After locating the line with "name inside a package directory" in the data that follows, return it and every later line exactly, up to and including the line with "pub const REPO_INDEX_REMOTE: &str".

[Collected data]
--------

//! Default configuration values

/// Project configuration file name
pub const CONFIG_FILE: &str = "pkgforge.toml";

/// Recipe file name inside a package directory
pub const RECIPE_FILE: &str = "package.toml";

/// Default build script inside a package directory
pub const BUILD_SCRIPT: &str = "build.sh";

/// Default packages directory (relative to the project)
pub const PACKAGES_DIR: &str = "packages";

/// Default state directory (relative to the project)
pub const STATE_DIR: &str = "build";

/// Default builder root template (relative to the project)
pub const ROOT_TEMPLATE: &str = "build/roots/root";

/// Placeholder substituted with the builder slot index
pub const ROOT_PLACEHOLDER: &str = "{n}";

/// Default number of builder slots
pub const DEFAULT_BUILDERS: usize = 1;

/// Hard ceiling on builder slots
pub const MAX_BUILDERS: usize = 32;

/// Passes without progress before a dependency cycle is given up for the run
pub const MAX_CYCLE_PASSES: u32 = 3;

/// Lastcheck entries this short or shorter are treated as corrupt
pub const MIN_FINGERPRINT_LEN: usize = 64;

/// Result Store file name (inside the state directory)
pub const RESULT_FILE: &str = "_result";

/// Lastcheck cache file name (inside the state directory)
pub const LASTCHECK_FILE: &str = "_lastcheck";

/// Local repository directory (inside the state directory)
pub const REPO_DIR: &str = "repo";

/// Local repository index file (inside the repository directory)
pub const REPO_INDEX_FILE: &str = "_index.json";

/// Build history directory (inside the state directory)
pub const HISTORY_DIR: &str = "history";

/// Build log directory (inside the state directory)
pub const LOGS_DIR: &str = "logs";

/// Result directory name inside a builder root
pub const RESULT_SUBDIR: &str = ".out";

/// Build log file name inside a builder root
pub const BUILD_LOG: &str = ".build.log";

/// Failure marker left in the result directory by a failed build
pub const FAILED_MARKER: &str = "_failed";

/// Index file served by remote package repositories
pub const REPO_INDEX_REMOTE: &str = "index.json";

/// Index file served by container registries
pub const REGISTRY_INDEX_REMOTE: &str = "containers.json";

/// Maximum remote fetch attempts
pub const MAX_FETCH_RETRIES: u32 = 3;

/// Default container image for sandboxed builds
pub const CONTAINER_IMAGE: &str = "alpine:latest";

--------

RESPONSE:
/// Recipe file name inside a package directory
pub const RECIPE_FILE: &str = "package.toml";

/// Default build script inside a package directory
pub const BUILD_SCRIPT: &str = "build.sh";

/// Default packages directory (relative to the project)
pub const PACKAGES_DIR: &str = "packages";

/// Default state directory (relative to the project)
pub const STATE_DIR: &str = "build";

/// Default builder root template (relative to the project)
pub const ROOT_TEMPLATE: &str = "build/roots/root";

/// Placeholder substituted with the builder slot index
pub const ROOT_PLACEHOLDER: &str = "{n}";

/// Default number of builder slots
pub const DEFAULT_BUILDERS: usize = 1;

/// Hard ceiling on builder slots
pub const MAX_BUILDERS: usize = 32;

/// Passes without progress before a dependency cycle is given up for the run
pub const MAX_CYCLE_PASSES: u32 = 3;

/// Lastcheck entries this short or shorter are treated as corrupt
pub const MIN_FINGERPRINT_LEN: usize = 64;

/// Result Store file name (inside the state directory)
pub const RESULT_FILE: &str = "_result";

/// Lastcheck cache file name (inside the state directory)
pub const LASTCHECK_FILE: &str = "_lastcheck";

/// Local repository directory (inside the state directory)
pub const REPO_DIR: &str = "repo";

/// Local repository index file (inside the repository directory)
pub const REPO_INDEX_FILE: &str = "_index.json";

/// Build history directory (inside the state directory)
pub const HISTORY_DIR: &str = "history";

/// Build log directory (inside the state directory)
pub const LOGS_DIR: &str = "logs";

/// Result directory name inside a builder root
pub const RESULT_SUBDIR: &str = ".out";

/// Build log file name inside a builder root
pub const BUILD_LOG: &str = ".build.log";

/// Failure marker left in the result directory by a failed build
pub const FAILED_MARKER: &str = "_failed";

/// Index file served by remote package repositories
pub const REPO_INDEX_REMOTE: &str = "index.json";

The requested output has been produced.